2. Considérant que le rapporteur public, qui a pour mission d'exposer les questions que présente à juger le recours sur lequel il conclut et de faire connaître, en toute indépendance, son appréciation, qui doit être impartiale, sur les circonstances de fait de l'espèce et les règles de droit applicables ainsi que son opinion sur les solutions qu'appelle, suivant sa conscience, le litige soumis à la juridiction à laquelle il appartient, prononce ses conclusions après la clôture de l'instruction à laquelle il a été procédé contradictoirement ; que l'exercice de cette fonction n'est pas soumis au principe du caractère contradictoire de la procédure applicable à l'instruction ; qu'il suit de là que les conclusions du rapporteur public, qui peuvent d'ailleurs ne pas être écrites, n'ont à faire l'objet d'une communication préalable aux parties ; qu'il s'ensuit que la société requérante n'est pas fondée à soutenir qu'en violation des stipulations de l'article 6 de la convention européenne de sauvegarde des droits de l'Homme et des libertés fondamentales, elle n'a eu communication que du sens, et non de l'intégralité, des conclusions du rapporteur public ;

En ce qui concerne le bien-fondé du jugement :

3. Considérant que l'article 13.44 du cahier des clauses administratives générales, dans sa rédaction applicable au présent marché, stipule que : " L'entrepreneur doit, dans un délai compté à partir de la notification du décompte général, le renvoyer au maître d'oeuvre, revêtu de sa signature, sans ou avec réserves, ou faire connaître les raisons pour lesquelles il refuse de le signer. Ce délai est de trente jours, si le marché a un délai d'exécution inférieur ou égal à six mois. Il est de quarante-cinq jours, dans le cas où le délai contractuel d'exécution du marché est supérieur à six mois. / Si la signature du décompte général est donnée sans réserve, cette acceptation lie définitivement les parties, sauf en ce qui concerne le montant des intérêts moratoires ; ce décompte devient ainsi le décompte général et définitif du marché. / Si la signature du décompte général est refusée ou donnée avec réserves, les motifs de ce refus ou de ces réserves doivent être exposés par l'entrepreneur dans un mémoire de réclamation qui précise le montant des sommes dont il revendique le paiement et qui fournit les justifications nécessaires en reprenant sous peine de forclusion, les réclamations déjà formulées antérieurement et qui n'ont pas fait l'objet d'un règlement définitif ; ce mémoire doit être remis au maître d'oeuvre dans le délai indiqué au premier alinéa du présent article.
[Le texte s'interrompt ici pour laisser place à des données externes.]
pub mod deck;
pub mod history;
pub mod library;
pub mod setup;

pub use deck::DeckView;
pub use history::HistoryView;
pub use library::LibraryView;
pub use setup::SetupView;
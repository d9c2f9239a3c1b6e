use base64::{Engine as _, engine::general_purpose::URL_SAFE_NO_PAD};
use rand::Rng;
use sha2::{Digest, Sha256};

const VERIFIER_LEN: usize = 128;
const VERIFIER_CHARSET: &[u8] =
    b"ABCDEFGHIJKLMNOPQRSTUVWXYZabcdefghijklmnopqrstuvwxyz0123456789";

/// Random code verifier for the authorization request.
pub fn generate_verifier() -> String {
    let mut rng = rand::rng();
    (0..VERIFIER_LEN)
        .map(|_| {
            let idx = rng.random_range(0..VERIFIER_CHARSET.len());
            VERIFIER_CHARSET[idx] as char
        })
        .collect()
}

/// S256 challenge: base64url(sha256(verifier)), unpadded.
pub fn code_challenge(verifier: &str) -> String {
    let digest = Sha256::digest(verifier.as_bytes());
    URL_SAFE_NO_PAD.encode(digest)
}

#[cfg(test)]
mod tests {
    use super::*;

    #[test]
    fn challenge_matches_rfc7636_vector() {
        // Appendix B of RFC 7636.
        let verifier = "dBjftJeZ4CVP-mB92K27uhbUJU1p1r_wW1gFWFOEjXk";
        assert_eq!(
            code_challenge(verifier),
            "E9Melhoa2OwvFrEMTJguCHaoeK1t8URWbuGJSstw-cM"
        );
    }

    #[test]
    fn challenge_is_deterministic_and_url_safe() {
        let verifier = generate_verifier();
        let challenge = code_challenge(&verifier);
        assert_eq!(challenge, code_challenge(&verifier));
        assert!(!challenge.contains('='));
        assert!(!challenge.contains('+'));
        assert!(!challenge.contains('/'));
        // 32-byte digest encodes to 43 chars without padding.
        assert_eq!(challenge.len(), 43);
    }

    #[test]
    fn verifier_stays_in_charset() {
        let verifier = generate_verifier();
        assert_eq!(verifier.len(), 128);
        assert!(verifier.bytes().all(|b| VERIFIER_CHARSET.contains(&b)));
    }

    #[test]
    fn verifiers_are_not_reused() {
        assert_ne!(generate_verifier(), generate_verifier());
    }
}
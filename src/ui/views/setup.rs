use async_trait::async_trait;
use ratatui::crossterm::event::{KeyCode, KeyEvent};
use ratatui::{
    Frame,
    layout::{Constraint, Layout, Rect},
    style::{Style, Stylize},
    text::Line,
    widgets::{Block, Borders, Paragraph, Wrap},
};

use crate::event::events::Event;
use crate::ui::context::AppContext;
use crate::ui::state::AppState;
use crate::ui::traits::{Action, View};
use crate::util::colors;

/// Provider link screen. Shows the authorization URL to open in a browser
/// and collects the pasted redirect URL (or bare code) in return.
pub struct SetupView {
    auth_url: Option<String>,
    input: String,
}

impl SetupView {
    pub fn new() -> Self {
        Self {
            auth_url: None,
            input: String::new(),
        }
    }
}

impl Default for SetupView {
    fn default() -> Self {
        Self::new()
    }
}

#[async_trait(?Send)]
impl View for SetupView {
    fn render(&mut self, f: &mut Frame, area: Rect, state: &AppState, ctx: &AppContext) {
        let block = Block::default()
            .borders(Borders::ALL)
            .border_style(Style::new().fg(colors::DIM))
            .title(" LINK MODE ")
            .title_style(Style::new().fg(colors::ACCENT));
        let inner = block.inner(area);
        f.render_widget(block, area);

        let parts = Layout::vertical([
            Constraint::Length(2),
            Constraint::Min(4),
            Constraint::Length(3),
            Constraint::Length(2),
        ])
        .split(inner);

        let intro = if ctx.config.client_id.is_empty() {
            "NO CLIENT ID SET (SPINPOD_CLIENT_ID). ESC FOR STANDALONE MODE."
        } else {
            "OPEN THE URL BELOW, AUTHORIZE, THEN PASTE THE REDIRECT URL."
        };
        f.render_widget(
            Paragraph::new(intro).style(Style::new().fg(colors::TEXT)),
            parts[0],
        );

        let url = self.auth_url.as_deref().unwrap_or("GENERATING URL...");
        f.render_widget(
            Paragraph::new(url)
                .style(Style::new().fg(colors::COPPER))
                .wrap(Wrap { trim: true }),
            parts[1],
        );

        f.render_widget(
            Paragraph::new(Line::from(format!("> {}", self.input)).fg(colors::ACCENT)).block(
                Block::default()
                    .borders(Borders::ALL)
                    .border_style(Style::new().fg(colors::NEUTRAL))
                    .title(" REDIRECT URL "),
            ),
            parts[2],
        );

        f.render_widget(
            Paragraph::new(format!(
                "ENTER:LINK  ESC:STANDALONE  {}",
                state.status
            ))
            .style(Style::new().fg(colors::NEUTRAL)),
            parts[3],
        );
    }

    async fn handle_input(
        &mut self,
        key: KeyEvent,
        _state: &AppState,
        _ctx: &AppContext,
    ) -> Option<Action> {
        match key.code {
            KeyCode::Char(c) => {
                self.input.push(c);
                None
            }
            KeyCode::Backspace => {
                self.input.pop();
                None
            }
            KeyCode::Enter if !self.input.trim().is_empty() => {
                Some(Action::SubmitAuthInput(self.input.clone()))
            }
            KeyCode::Esc => Some(Action::GoOffline),
            _ => None,
        }
    }

    async fn on_event(&mut self, event: &Event, _ctx: &AppContext) {
        if let Event::AuthUrl(url) = event {
            self.auth_url = Some(url.clone());
        }
    }

    fn wants_text_input(&self) -> bool {
        true
    }
}
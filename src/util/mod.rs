pub mod colors;
pub mod format;
pub mod hook;
pub mod log;
pub mod paths;
pub mod task;
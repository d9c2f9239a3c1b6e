use std::path::PathBuf;
use std::time::{SystemTime, UNIX_EPOCH};

use serde::{Deserialize, Serialize};
use tracing::{info, warn};

use super::mode::FocusMode;

const HISTORY_FILE: &str = "history.json";
const LEGACY_HISTORY_FILE: &str = "sessions.json";

/// One completed focus session. Written once, never mutated.
#[derive(Debug, Clone, PartialEq, Serialize, Deserialize)]
pub struct SessionRecord {
    pub id: String,
    pub mode: FocusMode,
    pub start_time: u64,
    pub duration_seconds: u64,
    pub tracks: Vec<String>,
}

impl SessionRecord {
    pub fn new(mode: FocusMode, start_time: u64, tracks: Vec<String>) -> Self {
        Self {
            id: uuid::Uuid::new_v4().to_string(),
            mode,
            start_time,
            duration_seconds: mode.duration_seconds(),
            tracks,
        }
    }
}

pub fn epoch_millis() -> u64 {
    SystemTime::now()
        .duration_since(UNIX_EPOCH)
        .map(|d| d.as_millis() as u64)
        .unwrap_or(0)
}

pub trait HistoryStore: Send {
    fn load(&self) -> std::io::Result<Option<Vec<SessionRecord>>>;
    fn save(&mut self, records: &[SessionRecord]) -> std::io::Result<()>;
    /// Records persisted under the pre-rename location, if any.
    fn load_legacy(&self) -> std::io::Result<Option<Vec<SessionRecord>>> {
        Ok(None)
    }
}

/// Whole-file JSON persistence in the platform data directory. Writes are
/// wholesale on every change; there is no cross-instance locking.
pub struct JsonFileStore {
    dir: PathBuf,
}

impl JsonFileStore {
    pub fn new(dir: PathBuf) -> Self {
        Self { dir }
    }

    pub fn open_default() -> color_eyre::Result<Self> {
        Ok(Self::new(crate::util::paths::data_dir()?))
    }

    fn read(&self, name: &str) -> std::io::Result<Option<Vec<SessionRecord>>> {
        let path = self.dir.join(name);
        if !path.exists() {
            return Ok(None);
        }
        let data = std::fs::read_to_string(path)?;
        match serde_json::from_str(&data) {
            Ok(records) => Ok(Some(records)),
            Err(e) => {
                warn!("discarding unreadable history file {name}: {e}");
                Ok(None)
            }
        }
    }
}

impl HistoryStore for JsonFileStore {
    fn load(&self) -> std::io::Result<Option<Vec<SessionRecord>>> {
        self.read(HISTORY_FILE)
    }

    fn load_legacy(&self) -> std::io::Result<Option<Vec<SessionRecord>>> {
        self.read(LEGACY_HISTORY_FILE)
    }

    fn save(&mut self, records: &[SessionRecord]) -> std::io::Result<()> {
        std::fs::create_dir_all(&self.dir)?;
        let data = serde_json::to_string_pretty(records)?;
        std::fs::write(self.dir.join(HISTORY_FILE), data)
    }
}

/// In-memory log of completed sessions, newest first, flushed to the store
/// on every change.
pub struct SessionHistory {
    records: Vec<SessionRecord>,
    store: Box<dyn HistoryStore>,
}

impl SessionHistory {
    /// Hydrates from the store. When only the legacy file exists its
    /// records are adopted and re-persisted under the current name.
    pub fn load(mut store: Box<dyn HistoryStore>) -> Self {
        let records = match store.load() {
            Ok(Some(records)) => records,
            Ok(None) => match store.load_legacy() {
                Ok(Some(legacy)) => {
                    info!("migrating {} legacy session records", legacy.len());
                    if let Err(e) = store.save(&legacy) {
                        warn!("failed to persist migrated history: {e}");
                    }
                    legacy
                }
                Ok(None) => Vec::new(),
                Err(e) => {
                    warn!("failed to read legacy history: {e}");
                    Vec::new()
                }
            },
            Err(e) => {
                warn!("failed to read history: {e}");
                Vec::new()
            }
        };

        Self { records, store }
    }

    pub fn record(&mut self, record: SessionRecord) {
        self.records.insert(0, record);
        if let Err(e) = self.store.save(&self.records) {
            warn!("failed to persist history: {e}");
        }
    }

    pub fn records(&self) -> &[SessionRecord] {
        &self.records
    }

    pub fn len(&self) -> usize {
        self.records.len()
    }

    pub fn is_empty(&self) -> bool {
        self.records.is_empty()
    }
}

#[cfg(test)]
mod tests {
    use super::*;
    use std::collections::HashMap;
    use std::sync::{Arc, Mutex};

    /// Store double keyed like the file store, shared across "restarts".
    #[derive(Default, Clone)]
    struct MemoryStore {
        files: Arc<Mutex<HashMap<&'static str, String>>>,
    }

    impl MemoryStore {
        fn put(&self, name: &'static str, records: &[SessionRecord]) {
            self.files
                .lock()
                .unwrap()
                .insert(name, serde_json::to_string(records).unwrap());
        }

        fn get(&self, name: &str) -> Option<Vec<SessionRecord>> {
            self.files
                .lock()
                .unwrap()
                .get(name)
                .map(|data| serde_json::from_str(data).unwrap())
        }
    }

    impl HistoryStore for MemoryStore {
        fn load(&self) -> std::io::Result<Option<Vec<SessionRecord>>> {
            Ok(self.get("history.json"))
        }

        fn load_legacy(&self) -> std::io::Result<Option<Vec<SessionRecord>>> {
            Ok(self.get("sessions.json"))
        }

        fn save(&mut self, records: &[SessionRecord]) -> std::io::Result<()> {
            self.put("history.json", records);
            Ok(())
        }
    }

    fn record(title: &str) -> SessionRecord {
        SessionRecord::new(FocusMode::Light, 1_700_000_000_000, vec![title.to_string()])
    }

    #[test]
    fn records_round_trip_in_order() {
        let store = MemoryStore::default();
        let mut history = SessionHistory::load(Box::new(store.clone()));
        for title in ["NIGHT_DRIVE", "VOID_ECHO", "PULSE_WIDTH"] {
            history.record(record(title));
        }

        let reloaded = SessionHistory::load(Box::new(store));
        assert_eq!(reloaded.len(), 3);
        assert_eq!(reloaded.records(), history.records());
        // Newest first.
        assert_eq!(reloaded.records()[0].tracks, vec!["PULSE_WIDTH"]);
    }

    #[test]
    fn record_carries_configured_duration() {
        let r = record("NIGHT_DRIVE");
        assert_eq!(r.duration_seconds, 900);
        assert_eq!(r.mode, FocusMode::Light);
    }

    #[test]
    fn legacy_file_is_migrated_not_dropped() {
        let store = MemoryStore::default();
        store.put("sessions.json", &[record("VOID_ECHO")]);

        let history = SessionHistory::load(Box::new(store.clone()));
        assert_eq!(history.len(), 1);
        // Re-persisted under the current name.
        assert!(store.get("history.json").is_some());
    }

    #[test]
    fn current_file_wins_over_legacy() {
        let store = MemoryStore::default();
        store.put("sessions.json", &[record("OLD")]);
        store.put("history.json", &[record("NEW"), record("NEWER")]);

        let history = SessionHistory::load(Box::new(store));
        assert_eq!(history.len(), 2);
        assert_eq!(history.records()[0].tracks, vec!["NEW"]);
    }

    #[test]
    fn empty_store_hydrates_empty() {
        let history = SessionHistory::load(Box::new(MemoryStore::default()));
        assert!(history.is_empty());
    }
}
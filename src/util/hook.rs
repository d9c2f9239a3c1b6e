use crate::ui::tui;

pub fn set_panic_hook() {
    let hook = std::panic::take_hook();
    std::panic::set_hook(Box::new(move |panic_info| {
        let _ = tui::Tui::restore();
        hook(panic_info);
    }));
}
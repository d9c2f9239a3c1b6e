pub mod error;
pub mod monitor;
pub mod program;
pub mod remote;
pub mod state;
pub mod track;
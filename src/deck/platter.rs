//! Free-spin platter physics: playback-driven base rotation, drag scrubbing
//! with wraparound handling, and geometric inertia decay on release. Pure
//! per-frame stepping so the behavior is testable without a frame clock.

const FRICTION: f64 = 0.985;
const MIN_VELOCITY: f64 = 0.01;
const SEEK_SENSITIVITY: f64 = 0.0012;
const VELOCITY_SAMPLES: usize = 5;

/// Pointer angle around the platter center, in degrees. Matches the range
/// of `atan2` (-180, 180]; screen coordinates, y grows downward.
pub fn pointer_angle(dx: f64, dy: f64) -> f64 {
    dy.atan2(dx).to_degrees()
}

#[derive(Debug, Clone)]
pub struct Platter {
    rotation: f64,
    velocity: f64,
    dragging: bool,
    last_angle: f64,
    samples: Vec<f64>,
}

impl Default for Platter {
    fn default() -> Self {
        Self::new()
    }
}

impl Platter {
    pub fn new() -> Self {
        Self {
            rotation: 0.0,
            velocity: 0.0,
            dragging: false,
            last_angle: 0.0,
            samples: Vec::with_capacity(VELOCITY_SAMPLES),
        }
    }

    pub fn rotation(&self) -> f64 {
        self.rotation
    }

    pub fn velocity(&self) -> f64 {
        self.velocity
    }

    pub fn is_dragging(&self) -> bool {
        self.dragging
    }

    /// One animation frame while not dragging: base speed whenever playback
    /// runs, plus the decaying release velocity.
    pub fn step(&mut self, is_playing: bool, base_speed: f64) {
        if self.dragging {
            return;
        }

        self.velocity *= FRICTION;
        if self.velocity.abs() < MIN_VELOCITY {
            self.velocity = 0.0;
        }

        let base = if is_playing { base_speed } else { 0.0 };
        self.rotation = (self.rotation + base + self.velocity).rem_euclid(360.0);
    }

    pub fn begin_drag(&mut self, angle: f64) {
        self.dragging = true;
        self.last_angle = angle;
        self.velocity = 0.0;
        self.samples.clear();
    }

    /// Tracks a drag sample. The per-sample delta is wrapped into
    /// (-180, 180], so crossing the atan2 seam reads as a small move, and
    /// both the rotation and the scrub follow it. Returns the scrubbed
    /// progress clamped to [0, 1], or `None` when no drag is in flight.
    pub fn drag_to(&mut self, angle: f64, progress: f64) -> Option<f64> {
        if !self.dragging {
            return None;
        }

        let mut delta = angle - self.last_angle;
        if delta > 180.0 {
            delta -= 360.0;
        }
        if delta < -180.0 {
            delta += 360.0;
        }

        self.samples.push(delta);
        if self.samples.len() > VELOCITY_SAMPLES {
            self.samples.remove(0);
        }

        self.last_angle = angle;
        self.rotation += delta;

        Some((progress + delta * SEEK_SENSITIVITY).clamp(0.0, 1.0))
    }

    /// Release: the averaged recent deltas carry on as spin that `step`
    /// decays away.
    pub fn end_drag(&mut self) {
        if !self.dragging {
            return;
        }
        self.dragging = false;
        if !self.samples.is_empty() {
            self.velocity = self.samples.iter().sum::<f64>() / self.samples.len() as f64;
        }
        self.rotation = self.rotation.rem_euclid(360.0);
    }
}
Le règlement du différend intervient alors suivant les modalités indiquées à l'article 50 (...) " ; qu'il résulte de ces stipulations que l'entrepreneur doit notifier au maître d'oeuvre, dans un délai fixé selon le cas à trente ou à quarante-cinq jours à compter de la notification du décompte général par le maître de l'ouvrage, le mémoire de réclamation faisant valoir ses éventuelles réserves, le règlement du différend intervenant alors selon les modalités précisées à l'article 50 ;

4. Considérant qu'il est constant que, le 15 septembre 2011, en réponse à la notification du décompte général, la société ACIECO a transmis son mémoire de réclamation, non au maître d'oeuvre, mais à l'établissement public Eau de Paris, maître d'ouvrage ; que cet établissement ne saurait être regardé comme ayant renoncé aux modalités de contestation prévues par les stipulations précitées de l'article 13.44 du cahier des clauses administratives générales au seul motif que ce décompte, notifié le 13 septembre précédent, invitait la société à le renvoyer dans les plus brefs délais, signé, à l'établissement Eau de Paris ; qu'enfin, si la société ACIECO fait valoir qu'elle avait contesté, dès le 19 janvier 2011, le refus de paiement des deux factures en cause auprès du maître d'oeuvre, cette réclamation, antérieure à la notification du décompte général, ne saurait tenir lieu de mémoire de réclamation au sens des dispositions précitées et faire obstacle au caractère définitif du décompte; qu'il résulte de ce qui précède que c'est à bon droit que le tribunal a rejeté les conclusions de la société ACIECO aux fins de règlement du solde du marché en estimant que sa contestation de ce décompte, faute de recours préalable exercé dans les formes et délais prévus par l'article 13.44 du cahier des clauses administratives générales, était irrecevable ;

Sur les conclusions tendant à la condamnation d'Eau de Paris pour " résistance abusive " :

5. Considérant que la société ACIECO ne justifie pas que le retard de paiement invoqué des factures en litige serait à l'origine d'un préjudice distinct de celui susceptible d'être réparé par le versement d'intérêts moratoires dans le cadre des stipulations contractuelles ; que, par suite, ses conclusions au fin de versement d'une somme de 5 000 euros ne peuvent qu'être rejetées ;

6. Considérant qu'il résulte de tout ce qui précède que la société ACIECO n'est pas fondée à soutenir que c'est à tort que, par le jugement attaqué, le Tribunal administratif de Paris a rejeté sa demande ;

Sur les dépens :

7. Considérant que, dans les circonstances de l'espèce, il y a lieu de laisser la contribution pour l'aide juridique, seuls dépens de l'instance, à la charge de la société ACIECO ;

Sur l'application de l'article L. 761-1 du code de justice administrative :

8. Considérant que les dispositions de l'article L. 761-1 du code de justice administrative font obstacle à ce que soit mise à la charge de l'établissement public Eau de Paris, qui n'est pas, dans la présente instance, la partie perdante, la somme demandée par la société ACIECO au titre des frais exposés par elle et non compris dans les dépens ; qu'en outre, il n'y a pas lieu, dans les circonstances de l'espèce, de mettre à la charge de cette société la somme demandée par l'établissement public Eau de Paris sur le fondement des mêmes dispositions ;

DÉCIDE :

Article 1er : La requête de la société ACIECO est rejetée.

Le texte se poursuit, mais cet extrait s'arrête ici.